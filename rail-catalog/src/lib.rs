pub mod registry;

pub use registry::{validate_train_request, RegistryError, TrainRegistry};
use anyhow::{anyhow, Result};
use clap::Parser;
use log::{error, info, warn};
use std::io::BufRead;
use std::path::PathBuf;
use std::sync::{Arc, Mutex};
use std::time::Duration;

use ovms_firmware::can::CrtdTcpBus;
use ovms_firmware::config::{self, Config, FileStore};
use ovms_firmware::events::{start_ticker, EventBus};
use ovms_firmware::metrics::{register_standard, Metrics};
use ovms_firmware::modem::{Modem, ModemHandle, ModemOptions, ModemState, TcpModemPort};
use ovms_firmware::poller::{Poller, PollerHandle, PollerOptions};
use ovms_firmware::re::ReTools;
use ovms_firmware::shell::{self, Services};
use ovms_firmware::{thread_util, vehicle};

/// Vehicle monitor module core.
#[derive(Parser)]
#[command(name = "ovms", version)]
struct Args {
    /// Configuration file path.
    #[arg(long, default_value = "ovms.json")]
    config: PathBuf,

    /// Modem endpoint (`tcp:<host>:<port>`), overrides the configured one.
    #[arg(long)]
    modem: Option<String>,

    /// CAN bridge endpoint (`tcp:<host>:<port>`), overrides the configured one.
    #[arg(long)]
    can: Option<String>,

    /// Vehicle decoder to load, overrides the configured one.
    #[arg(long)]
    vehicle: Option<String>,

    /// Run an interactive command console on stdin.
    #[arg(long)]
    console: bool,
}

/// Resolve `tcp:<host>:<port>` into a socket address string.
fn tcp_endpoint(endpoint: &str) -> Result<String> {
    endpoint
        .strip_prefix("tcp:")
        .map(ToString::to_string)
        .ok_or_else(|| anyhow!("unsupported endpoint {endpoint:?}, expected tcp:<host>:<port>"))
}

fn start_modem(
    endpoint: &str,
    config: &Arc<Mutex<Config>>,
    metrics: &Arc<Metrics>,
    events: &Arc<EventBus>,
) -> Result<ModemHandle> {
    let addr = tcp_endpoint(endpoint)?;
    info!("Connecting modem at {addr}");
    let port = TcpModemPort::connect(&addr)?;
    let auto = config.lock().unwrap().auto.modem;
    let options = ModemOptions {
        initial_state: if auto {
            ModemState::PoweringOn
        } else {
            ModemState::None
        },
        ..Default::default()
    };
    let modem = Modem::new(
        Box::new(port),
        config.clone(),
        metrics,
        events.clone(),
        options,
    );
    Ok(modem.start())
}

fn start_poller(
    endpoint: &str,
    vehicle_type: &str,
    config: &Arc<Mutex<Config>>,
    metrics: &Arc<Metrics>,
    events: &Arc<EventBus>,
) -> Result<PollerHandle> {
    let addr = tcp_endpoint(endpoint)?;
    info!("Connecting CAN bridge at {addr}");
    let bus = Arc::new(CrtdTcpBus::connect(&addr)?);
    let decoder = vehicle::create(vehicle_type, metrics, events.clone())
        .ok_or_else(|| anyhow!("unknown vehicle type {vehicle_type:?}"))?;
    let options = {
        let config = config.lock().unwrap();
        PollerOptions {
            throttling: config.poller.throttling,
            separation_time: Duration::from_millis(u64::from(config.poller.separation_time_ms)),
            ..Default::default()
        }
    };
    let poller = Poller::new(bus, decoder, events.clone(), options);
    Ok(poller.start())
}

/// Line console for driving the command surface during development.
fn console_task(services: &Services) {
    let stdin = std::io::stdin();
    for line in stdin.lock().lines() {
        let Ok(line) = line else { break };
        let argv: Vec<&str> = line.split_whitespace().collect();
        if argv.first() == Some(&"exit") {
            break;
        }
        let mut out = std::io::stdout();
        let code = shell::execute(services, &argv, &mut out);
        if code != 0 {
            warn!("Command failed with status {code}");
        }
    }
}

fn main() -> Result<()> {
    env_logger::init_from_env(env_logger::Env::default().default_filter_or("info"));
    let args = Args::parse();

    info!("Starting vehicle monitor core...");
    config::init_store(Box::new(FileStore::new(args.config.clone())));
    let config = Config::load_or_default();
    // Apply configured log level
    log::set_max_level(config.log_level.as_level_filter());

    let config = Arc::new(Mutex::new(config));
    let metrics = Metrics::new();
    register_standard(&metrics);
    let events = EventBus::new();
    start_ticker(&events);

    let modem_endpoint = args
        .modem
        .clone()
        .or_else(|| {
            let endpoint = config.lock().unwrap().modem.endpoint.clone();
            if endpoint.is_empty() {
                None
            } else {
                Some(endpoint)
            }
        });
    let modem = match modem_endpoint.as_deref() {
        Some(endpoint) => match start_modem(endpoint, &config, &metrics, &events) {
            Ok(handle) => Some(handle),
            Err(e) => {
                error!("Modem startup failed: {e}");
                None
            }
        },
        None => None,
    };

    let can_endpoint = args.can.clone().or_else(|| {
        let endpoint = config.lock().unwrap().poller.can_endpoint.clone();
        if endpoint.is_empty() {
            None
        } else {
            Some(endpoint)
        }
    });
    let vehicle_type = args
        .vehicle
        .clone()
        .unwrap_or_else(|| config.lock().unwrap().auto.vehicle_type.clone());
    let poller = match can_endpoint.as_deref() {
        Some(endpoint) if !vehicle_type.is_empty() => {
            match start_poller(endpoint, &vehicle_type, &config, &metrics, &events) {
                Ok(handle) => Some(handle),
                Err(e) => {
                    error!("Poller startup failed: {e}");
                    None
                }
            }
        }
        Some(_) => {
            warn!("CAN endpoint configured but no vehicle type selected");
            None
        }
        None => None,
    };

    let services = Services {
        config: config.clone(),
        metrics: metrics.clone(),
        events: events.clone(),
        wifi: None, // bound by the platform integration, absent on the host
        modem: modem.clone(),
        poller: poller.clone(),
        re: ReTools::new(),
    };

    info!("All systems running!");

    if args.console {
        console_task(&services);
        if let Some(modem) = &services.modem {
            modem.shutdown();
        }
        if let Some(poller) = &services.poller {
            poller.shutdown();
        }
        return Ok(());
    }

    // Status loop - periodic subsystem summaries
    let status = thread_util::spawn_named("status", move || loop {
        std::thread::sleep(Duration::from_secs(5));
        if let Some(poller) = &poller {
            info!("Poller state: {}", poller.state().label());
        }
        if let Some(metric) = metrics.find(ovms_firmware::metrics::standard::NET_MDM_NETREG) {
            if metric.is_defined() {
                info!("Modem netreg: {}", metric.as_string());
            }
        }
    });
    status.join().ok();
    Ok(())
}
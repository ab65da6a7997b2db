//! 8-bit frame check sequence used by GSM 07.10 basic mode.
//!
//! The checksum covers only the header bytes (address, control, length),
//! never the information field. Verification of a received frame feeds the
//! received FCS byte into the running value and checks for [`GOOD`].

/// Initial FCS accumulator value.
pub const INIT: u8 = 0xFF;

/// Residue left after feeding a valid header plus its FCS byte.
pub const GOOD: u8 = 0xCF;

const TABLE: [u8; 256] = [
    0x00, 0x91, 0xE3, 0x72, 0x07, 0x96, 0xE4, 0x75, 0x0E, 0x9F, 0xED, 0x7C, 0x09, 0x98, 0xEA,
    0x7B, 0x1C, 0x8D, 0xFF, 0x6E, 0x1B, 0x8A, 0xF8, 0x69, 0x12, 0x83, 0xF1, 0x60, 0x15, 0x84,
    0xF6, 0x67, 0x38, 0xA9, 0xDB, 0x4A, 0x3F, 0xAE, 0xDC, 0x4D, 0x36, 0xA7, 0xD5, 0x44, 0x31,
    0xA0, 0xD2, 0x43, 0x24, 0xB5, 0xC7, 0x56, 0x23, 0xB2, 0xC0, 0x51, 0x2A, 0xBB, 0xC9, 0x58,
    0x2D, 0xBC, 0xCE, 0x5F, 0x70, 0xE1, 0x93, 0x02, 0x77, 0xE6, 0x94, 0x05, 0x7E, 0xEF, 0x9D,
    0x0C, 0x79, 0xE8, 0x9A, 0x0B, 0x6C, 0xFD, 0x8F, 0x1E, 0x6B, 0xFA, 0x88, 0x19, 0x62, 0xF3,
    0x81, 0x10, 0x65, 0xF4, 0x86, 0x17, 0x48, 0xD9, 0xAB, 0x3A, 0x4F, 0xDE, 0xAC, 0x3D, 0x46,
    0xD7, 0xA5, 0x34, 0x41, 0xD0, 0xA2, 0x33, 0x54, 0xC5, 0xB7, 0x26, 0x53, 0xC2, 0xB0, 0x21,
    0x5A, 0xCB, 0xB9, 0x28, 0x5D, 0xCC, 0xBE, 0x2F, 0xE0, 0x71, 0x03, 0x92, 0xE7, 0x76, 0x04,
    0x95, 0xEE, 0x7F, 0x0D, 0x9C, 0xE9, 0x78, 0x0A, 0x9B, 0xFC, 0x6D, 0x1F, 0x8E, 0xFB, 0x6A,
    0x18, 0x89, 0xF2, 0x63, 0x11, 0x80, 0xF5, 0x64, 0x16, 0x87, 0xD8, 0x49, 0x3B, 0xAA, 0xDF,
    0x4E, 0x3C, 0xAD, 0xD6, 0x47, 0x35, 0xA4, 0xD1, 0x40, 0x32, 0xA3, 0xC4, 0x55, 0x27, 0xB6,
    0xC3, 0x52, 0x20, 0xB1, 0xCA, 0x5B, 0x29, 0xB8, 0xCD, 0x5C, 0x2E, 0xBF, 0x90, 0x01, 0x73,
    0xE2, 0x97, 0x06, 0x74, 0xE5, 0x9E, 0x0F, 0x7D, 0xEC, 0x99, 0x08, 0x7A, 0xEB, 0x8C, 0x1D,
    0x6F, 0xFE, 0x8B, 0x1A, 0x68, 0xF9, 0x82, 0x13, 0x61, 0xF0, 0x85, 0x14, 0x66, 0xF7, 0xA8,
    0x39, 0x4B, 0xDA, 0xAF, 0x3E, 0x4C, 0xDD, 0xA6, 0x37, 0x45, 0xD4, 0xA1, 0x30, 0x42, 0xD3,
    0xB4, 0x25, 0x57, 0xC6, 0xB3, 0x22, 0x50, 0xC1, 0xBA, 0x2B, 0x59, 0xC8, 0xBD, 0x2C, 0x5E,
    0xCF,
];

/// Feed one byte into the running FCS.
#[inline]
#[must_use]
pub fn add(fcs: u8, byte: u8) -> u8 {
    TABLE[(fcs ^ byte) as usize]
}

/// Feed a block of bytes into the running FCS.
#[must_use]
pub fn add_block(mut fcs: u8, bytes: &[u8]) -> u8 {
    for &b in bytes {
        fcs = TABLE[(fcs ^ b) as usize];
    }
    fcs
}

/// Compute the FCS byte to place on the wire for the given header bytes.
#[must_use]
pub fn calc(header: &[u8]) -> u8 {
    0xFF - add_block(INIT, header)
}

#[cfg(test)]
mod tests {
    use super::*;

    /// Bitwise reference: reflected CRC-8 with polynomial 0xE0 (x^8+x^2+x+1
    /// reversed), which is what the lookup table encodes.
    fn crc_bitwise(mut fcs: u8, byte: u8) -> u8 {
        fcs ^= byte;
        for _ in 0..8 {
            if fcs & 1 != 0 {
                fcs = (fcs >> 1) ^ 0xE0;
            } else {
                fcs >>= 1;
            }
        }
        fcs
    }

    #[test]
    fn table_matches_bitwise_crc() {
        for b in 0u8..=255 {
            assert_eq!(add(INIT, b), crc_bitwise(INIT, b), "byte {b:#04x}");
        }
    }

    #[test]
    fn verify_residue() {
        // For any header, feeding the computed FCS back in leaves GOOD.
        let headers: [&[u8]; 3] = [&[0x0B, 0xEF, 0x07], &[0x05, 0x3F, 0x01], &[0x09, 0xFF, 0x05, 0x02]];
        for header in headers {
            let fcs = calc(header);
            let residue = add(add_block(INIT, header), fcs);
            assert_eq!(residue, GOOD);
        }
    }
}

§ Exercise
Filter the records above down to the lines containing "argv".

§ Answer section
        let argv: Vec<&str> = line.split_whitespace().collect();
        if argv.first() == Some(&"exit") {
        let code = shell::execute(services, &argv, &mut out);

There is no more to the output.